Work to complete =>
Filter the records below and copy every line containing the word "password".

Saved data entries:
::::::::::

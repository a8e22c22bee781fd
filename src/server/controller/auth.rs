use axum::{
    extract::State,
    http::StatusCode,
    response::{IntoResponse, Redirect},
    Json,
};
use tower_sessions::Session;

use crate::{
    model::{
        api::{ErrorDto, ValidationErrorDto},
        user::UserDto,
    },
    server::{
        controller::util::current_user::require_user,
        error::{auth::AuthError, Error},
        form::{login::LoginForm, signup::SignupForm},
        model::{app::AppState, session::user::SessionUserId},
        service::auth::AuthService,
    },
};

pub static AUTH_TAG: &str = "auth";

/// Register a new account and log it in
///
/// The new user is stored with an Argon2 password hash and their session
/// is established immediately, no separate login needed.
#[utoipa::path(
    post,
    path = "/api/auth/signup",
    tag = AUTH_TAG,
    request_body = SignupForm,
    responses(
        (status = 201, description = "Account created and logged in", body = UserDto),
        (status = 409, description = "Username or email already registered", body = ErrorDto),
        (status = 422, description = "One or more fields were rejected", body = ValidationErrorDto),
        (status = 500, description = "Internal server error", body = ErrorDto)
    ),
)]
pub async fn signup(
    State(state): State<AppState>,
    session: Session,
    Json(form): Json<SignupForm>,
) -> Result<impl IntoResponse, Error> {
    let auth_service = AuthService::new(&state.db);

    let user = auth_service.signup(form).await?;

    SessionUserId::insert(&session, user.id).await?;

    Ok((StatusCode::CREATED, Json(UserDto::from(user))))
}

/// Log in with username and password
#[utoipa::path(
    post,
    path = "/api/auth/login",
    tag = AUTH_TAG,
    request_body = LoginForm,
    responses(
        (status = 200, description = "Credentials accepted, session established", body = UserDto),
        (status = 401, description = "Username or password did not match", body = ErrorDto),
        (status = 422, description = "One or more fields were rejected", body = ValidationErrorDto),
        (status = 500, description = "Internal server error", body = ErrorDto)
    ),
)]
pub async fn login(
    State(state): State<AppState>,
    session: Session,
    Json(form): Json<LoginForm>,
) -> Result<impl IntoResponse, Error> {
    let auth_service = AuthService::new(&state.db);

    form.validate()?;

    let user = match auth_service
        .authenticate(&form.username, &form.password)
        .await?
    {
        Some(user) => user,
        None => return Err(AuthError::InvalidCredentials.into()),
    };

    SessionUserId::insert(&session, user.id).await?;

    tracing::info!("User logged in: {}", user.username);

    Ok(Json(UserDto::from(user)))
}

/// Log the user out by clearing their session
#[utoipa::path(
    get,
    path = "/api/auth/logout",
    tag = AUTH_TAG,
    responses(
        (status = 307, description = "Session cleared, redirect to the homepage"),
        (status = 500, description = "Internal server error", body = ErrorDto)
    ),
)]
pub async fn logout(session: Session) -> Result<impl IntoResponse, Error> {
    let maybe_user_id = SessionUserId::get(&session).await?;

    // Only clear the session when one actually exists; clearing a session
    // that was never created errors out as a 500
    if maybe_user_id.is_some() {
        session.clear().await;
    }

    Ok(Redirect::temporary("/"))
}

/// Get the currently logged in user
#[utoipa::path(
    get,
    path = "/api/auth/user",
    tag = AUTH_TAG,
    responses(
        (status = 200, description = "The current session's account", body = UserDto),
        (status = 401, description = "No logged in user", body = ErrorDto),
        (status = 500, description = "Internal server error", body = ErrorDto)
    ),
)]
pub async fn get_user(
    State(state): State<AppState>,
    session: Session,
) -> Result<impl IntoResponse, Error> {
    let user = require_user(&state.db, &session, "Not logged in.").await?;

    Ok(Json(UserDto::from(user)))
}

::::::::::

Exercise output =>
/// The new user is stored with an Argon2 password hash and their session
/// Log in with username and password
        (status = 401, description = "Username or password did not match", body = ErrorDto),
        .authenticate(&form.username, &form.password)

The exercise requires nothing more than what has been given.